Bag om CRS Report for Congress
When Americans vote for President and Vice President, they are actually choosing presidential
electors, known collectively as the electoral college. It is these officials who choose the President
and Vice President of the United States. The complex elements comprising the electoral college
system are responsible for one of the most important processes of the American political and
constitutional system: election of the President and Vice President. A failure to elect, or worse, the
choice of a chief executive whose legitimacy might be open to question, could precipitate a
profound constitutional crisis that would require prompt, judicious, and well-informed action by
Congress.
Article II, Section 1 of the Constitution, as amended in 1804 by the 12th Amendment, sets forth
the requirements for election of the President and Vice President.
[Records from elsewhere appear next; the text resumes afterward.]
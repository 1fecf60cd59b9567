//! Synthesis of xray outbound configuration from a vmess record

use std::collections::BTreeMap;

use log::debug;

use crate::models::network::{HttpMasquerade, Transport};
use crate::models::xray::{
    GrpcConfig, HeaderType, HttpConfig, HttpRequestHeader, HttpRequestHeaders, HttpUpgradeConfig,
    InboundDetourConfig, KcpConfig, OutboundDetourConfig, QuicConfig, SplitHttpConfig,
    StreamConfig, TcpConfig, TcpHeader, TlsConfig, VMessOutboundConfig, VMessServer, VMessUser,
    WebSocketConfig,
};
use crate::models::{Vmess, VMESS_PROTOCOL};
use crate::settings::OutboundSettings;
use crate::SynthesisError;

const GRPC_INITIAL_WINDOWS_SIZE: i32 = 65536;
const GRPC_HEALTH_CHECK_TIMEOUT: i32 = 20;
const GRPC_IDLE_TIMEOUT: i32 = 60;

/// An outbound together with the record copy it was built from, holding any
/// defaults filled in during synthesis.
#[derive(Debug, Clone)]
pub struct Synthesized {
    pub outbound: OutboundDetourConfig,
    pub record: Vmess,
}

/// Build the outbound for `node` without touching it.
pub fn build_outbound_with(
    node: &Vmess,
    settings: &OutboundSettings,
) -> Result<Synthesized, SynthesisError> {
    let mut record = node.clone();
    debug!(
        "Building vmess outbound for {}:{} over {:?}",
        record.address, record.port, record.network
    );

    let mut stream = StreamConfig {
        network: (!record.network.is_empty()).then(|| record.network.clone()),
        security: record.tls.clone(),
        ..Default::default()
    };
    apply_transport(&mut stream, record.transport(), &settings.user_agent);

    if record.tls == "tls" {
        if record.fingerprint.is_empty() {
            record.fingerprint = settings.default_fingerprint.clone();
        }
        stream.tls_settings = Some(TlsConfig {
            allow_insecure: settings.allow_insecure,
            server_name: record.server_name().to_string(),
            // Only a single ALPN entry is carried
            alpn: (!record.alpn.is_empty()).then(|| vec![record.alpn.clone()]),
            fingerprint: record.fingerprint.clone(),
        });
    }

    let vnext = serde_json::to_value(vnext_settings(&record)?)?;

    Ok(Synthesized {
        outbound: OutboundDetourConfig {
            tag: settings.tag.clone(),
            protocol: VMESS_PROTOCOL.to_string(),
            settings: Some(vnext),
            stream_settings: Some(stream),
        },
        record,
    })
}

/// Build the outbound for `node` with default settings.
///
/// When TLS is `tls` and the record has no fingerprint, the default
/// fingerprint is written back into `node`. No other field is changed.
pub fn build_outbound(
    node: &mut Vmess,
    allow_insecure: bool,
) -> Result<OutboundDetourConfig, SynthesisError> {
    let Synthesized { outbound, record } =
        build_outbound_with(node, &OutboundSettings::with_insecure(allow_insecure))?;
    node.fingerprint = record.fingerprint;
    Ok(outbound)
}

/// Share links only describe outbounds; there is no inbound to build.
pub fn build_inbound(_node: &Vmess) -> Result<Option<InboundDetourConfig>, SynthesisError> {
    Ok(None)
}

fn apply_transport(stream: &mut StreamConfig, transport: Transport, user_agent: &str) {
    match transport {
        Transport::Tcp { masquerade } => {
            let header = match masquerade {
                None => TcpHeader::None,
                Some(HttpMasquerade { paths, hosts }) => TcpHeader::Http {
                    request: HttpRequestHeader {
                        path: paths,
                        headers: HttpRequestHeaders {
                            host: hosts,
                            user_agent: user_agent.to_string(),
                        },
                    },
                },
            };
            stream.tcp_settings = Some(TcpConfig { header });
        }
        Transport::Kcp { header } => {
            stream.kcp_settings = Some(KcpConfig {
                header: HeaderType { kind: header },
            });
        }
        Transport::WebSocket { path, host } => {
            let headers = BTreeMap::from([
                ("Host".to_string(), host),
                ("User-Agent".to_string(), user_agent.to_string()),
            ]);
            stream.ws_settings = Some(WebSocketConfig { path, headers });
        }
        Transport::Http { path, hosts } => {
            stream.http_settings = Some(HttpConfig { path, host: hosts });
        }
        Transport::HttpUpgrade { host, path } => {
            stream.httpupgrade_settings = Some(HttpUpgradeConfig { host, path });
        }
        Transport::SplitHttp { host, path } => {
            stream.splithttp_settings = Some(SplitHttpConfig { host, path });
        }
        Transport::Grpc {
            service_name,
            authority,
            multi_mode,
        } => {
            stream.grpc_settings = Some(GrpcConfig {
                service_name,
                authority,
                multi_mode,
                idle_timeout: GRPC_IDLE_TIMEOUT,
                health_check_timeout: GRPC_HEALTH_CHECK_TIMEOUT,
                permit_without_stream: false,
                initial_windows_size: GRPC_INITIAL_WINDOWS_SIZE,
            });
        }
        Transport::Quic {
            header,
            security,
            key,
        } => {
            stream.quic_settings = Some(QuicConfig {
                header: HeaderType { kind: header },
                security,
                key,
            });
        }
        Transport::Other => {}
    }
}

fn vnext_settings(node: &Vmess) -> Result<VMessOutboundConfig, SynthesisError> {
    let port = node
        .port
        .trim()
        .parse::<u16>()
        .map_err(|_| SynthesisError::InvalidPort(node.port.clone()))?;
    let alter_id = match node.aid.trim() {
        "" => 0,
        aid => aid
            .parse::<u32>()
            .map_err(|_| SynthesisError::InvalidAlterId(node.aid.clone()))?,
    };
    let security = if node.security.is_empty() {
        "auto".to_string()
    } else {
        node.security.clone()
    };

    Ok(VMessOutboundConfig {
        vnext: vec![VMessServer {
            address: node.address.clone(),
            port,
            users: vec![VMessUser {
                id: node.id.clone(),
                alter_id,
                security,
            }],
        }],
    })
}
It authorizes each state to
appoint, by whatever means the legislature chooses, a number of electors equal to the combined
total of its Senate and House of Representatives delegations, for a contemporary total of 538,
including three electors for the District of Columbia. Since the Civil War, the states have
universally provided for popular election of the presidential electors. Anyone may serve as an
elector, except Members of Congress and persons holding offices of "Trust or Profit" under the
Constitution. In each presidential election year, the political parties and other groups that have
secured a place on the ballot in each state nominate a "slate" or "ticket" of candidates for elector.